Dozens Test Positive for Exposure to Tuberculosis

More than 200 tested because Ennis High School teacher tested positive

At least 80 students, teachers and staff at Ennis High School have tested positive for exposure to tuberculosis.

The skin tests were ordered because a teacher now on medical leave was diagnosed with the bacterial infection just before the first day of school.

Dr. Brian Smith of the Texas Department of State Health Services, said people who a positive skin test normally are not sick and are not infectious.

"What a positive skin test means is that a person has been exposed to the disease and they have picked up a tiny bit of the bacteria that has caused their body to react to the skin test, so in those persons you can kill the bacteria by giving a single medication for nine months," he said.

Those who tested positive are now being told to get chest X-rays at Baylor Medical Center in Waxahachie.

Sixteen-year-old Shabrekia Richardson found out Friday her skin test came back positive.

"I was shocked," the high school junior said. "I actually started crying. ... I just thought, 'I'm in a school.' I never thought in a school I could get something like this."

In all, 235 people at the high school were tested last week. The school has a student enrollment of 1,580.

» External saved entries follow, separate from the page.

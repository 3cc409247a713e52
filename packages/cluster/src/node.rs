use std::sync::Arc;

use anyhow::Result;
use async_trait::async_trait;
use futures_util::FutureExt;
use serde_json::value::RawValue;
use tokio::{sync::watch, task::JoinHandle};
use tracing::Instrument;

use flywheel_config::NodeConfig;
use flywheel_storage::WorkflowMetadata;

use crate::{
	dissemination::DisseminationBuffer,
	error::ClusterError,
	gossip::Gossip,
	member::{NodeInfo, NodeState},
	membership::{Membership, MembershipEvent},
	proto::{Envelope, Payload, RpcRequest, RpcResponse},
	ring::HashRing,
	transport::{MessageHandler, Transport},
};

const DISSEMINATION_MAX_UPDATES: usize = 16;

/// The runtime operations the cluster routes to the owning node. Implemented
/// by the node binary over the local durable runtime.
#[async_trait]
pub trait LocalExecutor: Send + Sync {
	async fn submit(
		&self,
		workflow_type: &str,
		workflow_id: &str,
		input: Box<RawValue>,
	) -> Result<WorkflowMetadata>;

	async fn get_status(&self, workflow_id: &str) -> Result<Option<WorkflowMetadata>>;

	async fn cancel(&self, workflow_id: &str) -> Result<bool>;

	async fn signal(
		&self,
		workflow_id: &str,
		signal: &str,
		payload: Option<Box<RawValue>>,
	) -> Result<WorkflowMetadata>;
}

enum Route {
	Local,
	Remote(String, String),
}

/// One node's view of the cluster: membership, ring, gossip, and the
/// ownership-aware dispatch for cluster-visible operations.
#[derive(Clone)]
pub struct ClusterNode {
	node_id: String,
	config: NodeConfig,
	membership: Arc<Membership>,
	ring: Arc<HashRing>,
	gossip: Gossip,
	transport: Arc<dyn Transport>,
	executor: Arc<dyn LocalExecutor>,
}

impl ClusterNode {
	pub fn new(
		node_id: impl Into<String>,
		config: NodeConfig,
		transport: Arc<dyn Transport>,
		executor: Arc<dyn LocalExecutor>,
	) -> Self {
		let node_id = node_id.into();
		let local = NodeInfo::alive(node_id.clone(), transport.local_addr());

		let membership = Arc::new(Membership::new(local));
		let buffer = Arc::new(DisseminationBuffer::new(DISSEMINATION_MAX_UPDATES));
		let ring = Arc::new(HashRing::new(config.virtual_nodes_per_node()));
		ring.add_node(&node_id);

		let gossip = Gossip::new(
			config.clone(),
			membership.clone(),
			buffer,
			transport.clone(),
		);

		let node = ClusterNode {
			node_id,
			config,
			membership,
			ring,
			gossip,
			transport,
			executor,
		};

		node.transport.set_handler(node.message_handler());
		node
	}

	pub fn node_id(&self) -> &str {
		&self.node_id
	}

	pub fn membership(&self) -> &Arc<Membership> {
		&self.membership
	}

	pub fn ring(&self) -> &Arc<HashRing> {
		&self.ring
	}

	pub fn gossip(&self) -> &Gossip {
		&self.gossip
	}

	/// Starts transport, joins via seeds, and launches the gossip tasks plus
	/// the membership-to-ring event pump.
	pub async fn start(&self, shutdown_rx: watch::Receiver<()>) -> Result<Vec<JoinHandle<()>>> {
		self.transport.start().await?;

		let mut handles = vec![self.spawn_event_pump(shutdown_rx.clone())];

		self.gossip.join_seeds().await?;
		handles.extend(self.gossip.start(shutdown_rx));

		Ok(handles)
	}

	/// Gracefully leaves the cluster and stops the transport.
	pub async fn stop(&self) -> Result<()> {
		self.gossip.leave().await;
		self.transport.stop().await
	}

	/// Mutates the ring as membership changes: nodes enter on Alive, leave
	/// on Dead/Left/eviction. Suspects stay owners until the verdict.
	fn spawn_event_pump(&self, mut shutdown_rx: watch::Receiver<()>) -> JoinHandle<()> {
		let mut events = self.membership.subscribe();
		let ring = self.ring.clone();

		tokio::spawn(
			async move {
				loop {
					tokio::select! {
						_ = shutdown_rx.changed() => break,
						event = events.recv() => match event {
							Ok(MembershipEvent::Joined(info)) => {
								if info.state == NodeState::Alive {
									ring.add_node(&info.node_id);
								}
							}
							Ok(MembershipEvent::StateChanged(info)) => match info.state {
								NodeState::Alive => ring.add_node(&info.node_id),
								NodeState::Suspect => {}
								NodeState::Dead | NodeState::Left => {
									ring.remove_node(&info.node_id)
								}
							},
							Ok(MembershipEvent::Removed(node_id)) => {
								ring.remove_node(&node_id);
							}
							Err(tokio::sync::broadcast::error::RecvError::Lagged(skipped)) => {
								tracing::warn!(%skipped, "membership event pump lagged");
							}
							Err(tokio::sync::broadcast::error::RecvError::Closed) => break,
						},
					}
				}

				tracing::debug!("event pump stopped");
			}
			.instrument(tracing::info_span!("ring_event_pump")),
		)
	}

	fn message_handler(&self) -> MessageHandler {
		let node = self.clone();

		Arc::new(move |envelope: Envelope| {
			let node = node.clone();
			async move {
				match envelope.payload {
					Payload::Gossip(message) => {
						let reply = node
							.gossip
							.handle(&envelope.sender_id, &envelope.sender_addr, message)
							.await?;
						Ok(reply.map(|message| {
							Envelope::gossip(
								&node.node_id,
								&node.transport.local_addr(),
								message,
							)
						}))
					}
					Payload::Rpc(request) => {
						node.gossip
							.note_contact(&envelope.sender_id, &envelope.sender_addr)
							.await;
						let response = node.handle_rpc(request).await;
						Ok(Some(Envelope::rpc_reply(
							&node.node_id,
							&node.transport.local_addr(),
							response,
						)))
					}
					Payload::RpcReply(_) => Ok(None),
				}
			}
			.boxed()
		})
	}

	/// Executes a forwarded operation, refusing keys this node does not own
	/// (the caller's ring was stale).
	async fn handle_rpc(&self, request: RpcRequest) -> RpcResponse {
		let workflow_id = request.workflow_id().to_string();
		match self.ring.get_node(&workflow_id) {
			Some(owner) if owner == self.node_id => {}
			_ => {
				tracing::debug!(%workflow_id, "refusing rpc for key we do not own");
				return RpcResponse::NotOwner;
			}
		}

		let res = match request {
			RpcRequest::Submit {
				workflow_type,
				workflow_id,
				input,
			} => self
				.executor
				.submit(&workflow_type, &workflow_id, input)
				.await
				.map(|metadata| RpcResponse::Submitted { metadata }),
			RpcRequest::GetStatus { workflow_id } => self
				.executor
				.get_status(&workflow_id)
				.await
				.map(|metadata| RpcResponse::Status { metadata }),
			RpcRequest::Cancel { workflow_id } => self
				.executor
				.cancel(&workflow_id)
				.await
				.map(|accepted| RpcResponse::Cancelled { accepted }),
			RpcRequest::Signal {
				workflow_id,
				signal,
				payload,
			} => self
				.executor
				.signal(&workflow_id, &signal, payload)
				.await
				.map(|metadata| RpcResponse::Signalled { metadata }),
		};

		res.unwrap_or_else(|err| RpcResponse::Error {
			message: err.to_string(),
		})
	}

	async fn route(&self, workflow_id: &str) -> Result<Route> {
		let owner = self
			.ring
			.get_node(workflow_id)
			.ok_or(ClusterError::RingEmpty)?;

		if owner == self.node_id {
			return Ok(Route::Local);
		}

		let info = self
			.membership
			.get(&owner)
			.await
			.ok_or_else(|| ClusterError::UnknownNode(owner.clone()))?;
		Ok(Route::Remote(owner, info.address))
	}

	async fn rpc(&self, owner: &str, addr: &str, request: RpcRequest) -> Result<RpcResponse> {
		let envelope = Envelope::rpc(&self.node_id, &self.transport.local_addr(), request);

		let reply = self
			.transport
			.send_and_receive(addr, envelope, self.config.rpc_timeout())
			.await?;

		match reply {
			Some(Envelope {
				payload: Payload::RpcReply(response),
				..
			}) => match response {
				RpcResponse::NotOwner => Err(ClusterError::Unavailable(owner.to_string()).into()),
				response => Ok(response),
			},
			Some(_) => Err(ClusterError::UnexpectedResponse(
				"non-rpc payload on rpc channel".to_string(),
			)
			.into()),
			None => Err(ClusterError::Unavailable(owner.to_string()).into()),
		}
	}

	/// Routes a submit to the key's owner. Generates the workflow id here
	/// when absent, because ownership is a function of the id.
	#[tracing::instrument(skip_all, fields(%workflow_type))]
	pub async fn submit(
		&self,
		workflow_type: &str,
		workflow_id: Option<String>,
		input: Box<RawValue>,
	) -> Result<WorkflowMetadata> {
		let workflow_id = workflow_id.unwrap_or_else(flywheel_util::id::generate);

		match self.route(&workflow_id).await? {
			Route::Local => self.executor.submit(workflow_type, &workflow_id, input).await,
			Route::Remote(owner, addr) => {
				tracing::debug!(%workflow_id, %owner, "forwarding submit");
				let response = self
					.rpc(
						&owner,
						&addr,
						RpcRequest::Submit {
							workflow_type: workflow_type.to_string(),
							workflow_id,
							input,
						},
					)
					.await?;
				match response {
					RpcResponse::Submitted { metadata } => Ok(metadata),
					RpcResponse::Error { message } => Err(anyhow::anyhow!(message)),
					other => Err(ClusterError::UnexpectedResponse(format!("{other:?}")).into()),
				}
			}
		}
	}

	#[tracing::instrument(skip_all, fields(%workflow_id))]
	pub async fn get_status(&self, workflow_id: &str) -> Result<Option<WorkflowMetadata>> {
		match self.route(workflow_id).await? {
			Route::Local => self.executor.get_status(workflow_id).await,
			Route::Remote(owner, addr) => {
				let response = self
					.rpc(
						&owner,
						&addr,
						RpcRequest::GetStatus {
							workflow_id: workflow_id.to_string(),
						},
					)
					.await?;
				match response {
					RpcResponse::Status { metadata } => Ok(metadata),
					RpcResponse::Error { message } => Err(anyhow::anyhow!(message)),
					other => Err(ClusterError::UnexpectedResponse(format!("{other:?}")).into()),
				}
			}
		}
	}

	#[tracing::instrument(skip_all, fields(%workflow_id))]
	pub async fn cancel(&self, workflow_id: &str) -> Result<bool> {
		match self.route(workflow_id).await? {
			Route::Local => self.executor.cancel(workflow_id).await,
			Route::Remote(owner, addr) => {
				let response = self
					.rpc(
						&owner,
						&addr,
						RpcRequest::Cancel {
							workflow_id: workflow_id.to_string(),
						},
					)
					.await?;
				match response {
					RpcResponse::Cancelled { accepted } => Ok(accepted),
					RpcResponse::Error { message } => Err(anyhow::anyhow!(message)),
					other => Err(ClusterError::UnexpectedResponse(format!("{other:?}")).into()),
				}
			}
		}
	}

	#[tracing::instrument(skip_all, fields(%workflow_id, %signal))]
	pub async fn signal(
		&self,
		workflow_id: &str,
		signal: &str,
		payload: Option<Box<RawValue>>,
	) -> Result<WorkflowMetadata> {
		match self.route(workflow_id).await? {
			Route::Local => self.executor.signal(workflow_id, signal, payload).await,
			Route::Remote(owner, addr) => {
				let response = self
					.rpc(
						&owner,
						&addr,
						RpcRequest::Signal {
							workflow_id: workflow_id.to_string(),
							signal: signal.to_string(),
							payload,
						},
					)
					.await?;
				match response {
					RpcResponse::Signalled { metadata } => Ok(metadata),
					RpcResponse::Error { message } => Err(anyhow::anyhow!(message)),
					other => Err(ClusterError::UnexpectedResponse(format!("{other:?}")).into()),
				}
			}
		}
	}
}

In a letter to families, the school district said a larger number of students had tested positive than it expected.

"There's a lot of unanswered questions like what to do next, what's going to happen, am I going to be able to go to school?" Richardson said.

But Smith said those who tested positive do not need to stay out of school unless they show symptoms of tuberculosis.

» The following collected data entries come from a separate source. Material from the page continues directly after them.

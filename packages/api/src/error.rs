use axum::{
	Json,
	http::StatusCode,
	response::{IntoResponse, Response},
};
use serde::Serialize;

use flywheel_cluster::ClusterError;
use flywheel_runtime::WorkflowError;

/// JSON error envelope returned by every endpoint on failure.
#[derive(Debug, Serialize)]
pub struct ErrorBody {
	pub error: String,
	pub code: String,
}

#[derive(Debug)]
pub struct ApiError {
	pub status: StatusCode,
	pub code: &'static str,
	pub message: String,
}

impl ApiError {
	pub fn new(status: StatusCode, code: &'static str, message: impl Into<String>) -> Self {
		ApiError {
			status,
			code,
			message: message.into(),
		}
	}

	pub fn not_found(message: impl Into<String>) -> Self {
		ApiError::new(StatusCode::NOT_FOUND, "not_found", message)
	}

	pub fn timeout(message: impl Into<String>) -> Self {
		ApiError::new(StatusCode::REQUEST_TIMEOUT, "timeout", message)
	}
}

impl From<anyhow::Error> for ApiError {
	fn from(err: anyhow::Error) -> Self {
		let (status, code) = if let Some(workflow_err) = WorkflowError::from_chain(&err) {
			match workflow_err {
				WorkflowError::UnknownWorkflow(_) => (StatusCode::NOT_FOUND, "unknown_workflow"),
				WorkflowError::WorkflowNotFound(_) => (StatusCode::NOT_FOUND, "not_found"),
				WorkflowError::WorkflowAlreadyExists(_) => {
					(StatusCode::CONFLICT, "already_exists")
				}
				WorkflowError::NotWaitingForSignal(_, _) => {
					(StatusCode::CONFLICT, "not_waiting_for_signal")
				}
				WorkflowError::InvalidRequest(_) => (StatusCode::BAD_REQUEST, "invalid_request"),
				WorkflowError::UnknownFunction(_) => {
					(StatusCode::BAD_REQUEST, "unknown_function")
				}
				WorkflowError::Saturated => (StatusCode::TOO_MANY_REQUESTS, "saturated"),
				WorkflowError::Cancelled(_) => (StatusCode::CONFLICT, "cancelled"),
				_ => (StatusCode::INTERNAL_SERVER_ERROR, "internal"),
			}
		} else if let Some(cluster_err) = err.chain().find_map(|e| e.downcast_ref::<ClusterError>())
		{
			match cluster_err {
				ClusterError::Unavailable(_)
				| ClusterError::RpcTimeout(_)
				| ClusterError::RingEmpty
				| ClusterError::UnknownNode(_) => (StatusCode::SERVICE_UNAVAILABLE, "unavailable"),
				_ => (StatusCode::INTERNAL_SERVER_ERROR, "internal"),
			}
		} else {
			(StatusCode::INTERNAL_SERVER_ERROR, "internal")
		};

		ApiError::new(status, code, err.to_string())
	}
}

impl IntoResponse for ApiError {
	fn into_response(self) -> Response {
		if self.status.is_server_error() {
			tracing::warn!(code=%self.code, message=%self.message, "request failed");
		}

		(
			self.status,
			Json(ErrorBody {
				error: self.message,
				code: self.code.to_string(),
			}),
		)
			.into_response()
	}
}
use std::time::{SystemTime, UNIX_EPOCH};

/// Current unix timestamp in milliseconds.
pub fn now() -> i64 {
	time_since_epoch(SystemTime::now())
}

pub fn time_since_epoch(ts: SystemTime) -> i64 {
	ts.duration_since(UNIX_EPOCH)
		.expect("system clock before unix epoch")
		.as_millis() as i64
}
use std::{collections::HashMap, future::Future, sync::Arc};

use anyhow::Result;
use futures_util::{FutureExt, future::BoxFuture};
use serde::{Serialize, de::DeserializeOwned};
use serde_json::value::RawValue;

use crate::{ctx::WorkflowCtx, error::WorkflowError};

pub type RegistryHandle = Arc<Registry>;

/// Adapter from journaled JSON to a typed function and back. The codec is
/// applied at registration, so the journal stays opaque bytes.
pub type FunctionHandler =
	Arc<dyn Fn(Box<RawValue>) -> BoxFuture<'static, Result<Box<RawValue>>> + Send + Sync>;

pub type WorkflowHandler = Arc<
	dyn Fn(WorkflowCtx, Box<RawValue>) -> BoxFuture<'static, Result<Box<RawValue>>> + Send + Sync,
>;

/// Process-wide mapping from names to handlers. Built once at startup and
/// shared behind an `Arc`.
#[derive(Default)]
pub struct Registry {
	functions: HashMap<String, FunctionHandler>,
	workflows: HashMap<String, WorkflowHandler>,
}

impl Registry {
	pub fn new() -> Self {
		Self::default()
	}

	pub fn handle(self) -> RegistryHandle {
		Arc::new(self)
	}

	/// Registers a callable function. `call` operations resolve against this
	/// table.
	pub fn register_function<Req, Res, F, Fut>(&mut self, name: impl Into<String>, function: F)
	where
		Req: DeserializeOwned + Send + 'static,
		Res: Serialize + Send + 'static,
		F: Fn(Req) -> Fut + Send + Sync + 'static,
		Fut: Future<Output = Result<Res>> + Send + 'static,
	{
		let function = Arc::new(function);
		self.functions.insert(
			name.into(),
			Arc::new(move |raw: Box<RawValue>| {
				let function = function.clone();
				async move {
					let req = serde_json::from_str::<Req>(raw.get())
						.map_err(|err| WorkflowError::InvalidRequest(err.to_string()))?;
					let res = function(req).await?;
					Ok(serde_json::value::to_raw_value(&res)?)
				}
				.boxed()
			}),
		);
	}

	/// Registers a workflow handler. The handler owns its context for the
	/// duration of one execution and is re-invoked from the top on every
	/// resume.
	pub fn register_workflow<In, Out, F, Fut>(&mut self, name: impl Into<String>, handler: F)
	where
		In: DeserializeOwned + Send + 'static,
		Out: Serialize + Send + 'static,
		F: Fn(WorkflowCtx, In) -> Fut + Send + Sync + 'static,
		Fut: Future<Output = Result<Out>> + Send + 'static,
	{
		let handler = Arc::new(handler);
		self.workflows.insert(
			name.into(),
			Arc::new(move |ctx: WorkflowCtx, raw: Box<RawValue>| {
				let handler = handler.clone();
				async move {
					let input = serde_json::from_str::<In>(raw.get())
						.map_err(|err| WorkflowError::InvalidRequest(err.to_string()))?;
					let out = handler(ctx, input).await?;
					Ok(serde_json::value::to_raw_value(&out)?)
				}
				.boxed()
			}),
		);
	}

	pub fn get_function(&self, name: &str) -> Result<FunctionHandler> {
		self.functions
			.get(name)
			.cloned()
			.ok_or_else(|| WorkflowError::UnknownFunction(name.to_string()).into())
	}

	pub fn get_workflow(&self, name: &str) -> Result<WorkflowHandler> {
		self.workflows
			.get(name)
			.cloned()
			.ok_or_else(|| WorkflowError::UnknownWorkflow(name.to_string()).into())
	}

	pub fn has_workflow(&self, name: &str) -> bool {
		self.workflows.contains_key(name)
	}

	pub fn size(&self) -> usize {
		self.workflows.len() + self.functions.len()
	}
}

"I wouldn't keep anybody out of school for having a positive skin test unless they also have a severe cough or severe weight loss or other symptoms of tuberculous," he said. "Normally those people are going to stay in school, even with a positive skin test."

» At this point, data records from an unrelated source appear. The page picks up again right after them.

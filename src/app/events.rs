//! Outbound application events.
//!
//! The [`LinkService`](super::service::LinkService) emits these through the
//! [`EventSink`](super::ports::EventSink) port.  Adapters on the other
//! side decide where they go.

use crate::error::{FramingError, ProtocolError, SessionError};
use crate::protocol::{AckTag, SignedTransaction, SystemState};
use crate::session::Progress;

use super::ports::LedgerError;

/// Why a stop was sent to the device.
#[derive(Debug, Clone, Copy, PartialEq, Eq)]
pub enum StopReason {
    TargetReached,
    Manual,
}

/// Structured events emitted by the application core.
#[derive(Debug, Clone, PartialEq)]
pub enum AppEvent {
    /// A device connected and its characteristics were verified.
    Connected { device_id: String },

    /// The link went away; `lost` is true when the caller did not ask for it.
    Disconnected { lost: bool },

    /// The device reported its public key.
    IdentityResolved { public_key: String, address: String },

    /// The signing flow moved between phases.
    SigningState { from: SystemState, to: SystemState },

    /// A signature arrived for the pending request.
    SignatureReceived(SignedTransaction),

    /// The ledger accepted the transaction.
    BroadcastCompleted { digest: String },

    /// The ledger call failed; the flow is back in `Idle` regardless.
    BroadcastFailed(LedgerError),

    /// A training session opened.
    SessionStarted { gesture: String, target: u32 },

    /// Per-sample progress of the active session.
    SessionProgress(Progress),

    /// A stop was sent; the session is waiting for `IMU_STOPPED`.
    StopRequested { gesture: String, reason: StopReason },

    /// The device confirmed the stop and the samples were archived.
    SessionCommitted { gesture: String, samples: usize },

    /// The session was dropped without archiving.
    SessionAbandoned { gesture: String, samples: usize },

    /// A decoded record was rejected.
    TelemetryRejected(SessionError),

    /// An inbound chunk could not be framed.
    FramingDropped(FramingError),

    /// A well-framed message violated the protocol.
    ProtocolViolation(ProtocolError),

    /// Result of a password check on the device.
    PasswordVerdict(bool),

    /// An expected reply never arrived.
    AckTimedOut(AckTag),
}
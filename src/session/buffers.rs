//! Bounded sample rings.
//!
//! Telemetry arrives without end while a session runs; both rings keep
//! only the most recent `capacity` samples and evict the oldest first.

use std::collections::VecDeque;

use serde::Serialize;

use crate::telemetry::TelemetrySample;

/// Fixed-capacity FIFO of samples.
#[derive(Debug, Clone)]
pub struct SampleRing {
    samples: VecDeque<TelemetrySample>,
    capacity: usize,
    evicted: u64,
}

impl SampleRing {
    pub fn new(capacity: usize) -> Self {
        Self {
            samples: VecDeque::with_capacity(capacity.min(1024)),
            capacity,
            evicted: 0,
        }
    }

    pub fn push(&mut self, sample: TelemetrySample) {
        if self.capacity == 0 {
            self.evicted += 1;
            return;
        }
        while self.samples.len() >= self.capacity {
            self.samples.pop_front();
            self.evicted += 1;
        }
        self.samples.push_back(sample);
    }

    /// Cloned copy, oldest first.
    pub fn snapshot(&self) -> Vec<TelemetrySample> {
        self.samples.iter().cloned().collect()
    }

    pub fn latest(&self) -> Option<&TelemetrySample> {
        self.samples.back()
    }

    pub fn len(&self) -> usize {
        self.samples.len()
    }

    pub fn is_empty(&self) -> bool {
        self.samples.is_empty()
    }

    pub fn capacity(&self) -> usize {
        self.capacity
    }

    /// Samples pushed out since creation.
    pub fn evicted(&self) -> u64 {
        self.evicted
    }

    pub fn clear(&mut self) {
        self.samples.clear();
    }
}

/// Counters for the inbound telemetry path.
#[derive(Debug, Clone, Copy, Default, PartialEq, Eq, Serialize)]
pub struct IngestStats {
    /// Records accepted into a session.
    pub accepted: u64,
    /// Records decoded while no session was active.
    pub rejected_no_session: u64,
    /// Chunks that failed framing (either channel).
    pub framing_errors: u64,
}
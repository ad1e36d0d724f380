//! Fuzz target: `parse_record` / `encode_record`
//!
//! Arbitrary notifications on the telemetry channel must either parse or
//! be rejected by length.  A record that parses must re-encode to the
//! same axis bytes.
//!
//! cargo fuzz run fuzz_telemetry_record

#![no_main]

use libfuzzer_sys::fuzz_target;
use steptosign::telemetry::{RECORD_LEN, encode_record, parse_record};

fuzz_target!(|data: &[u8]| {
    match parse_record(data) {
        Ok(record) => {
            assert_eq!(data.len(), RECORD_LEN);
            let bytes = encode_record(&record);
            assert_eq!(&bytes[..16], &data[..16]);
        }
        Err(_) => assert_ne!(data.len(), RECORD_LEN),
    }
});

Richardson's father, Wendall, said he is having the entire family tested, including her 6-month-old sister.

"It's just a bad situation," he said. "It got out of hand. It could have been avoided, you know, if the teacher -- if teachers period -- had of been screened every couple of months."

Dr. Cedric Spak, an infectious disease consultant at Baylor Medical Center, said families should not panic about positive tests.

"If you get a positive skin test, that means you have a 10 percent chance in your life of developing TB -- which means you have a 90 percent chance of developing nothing," he said.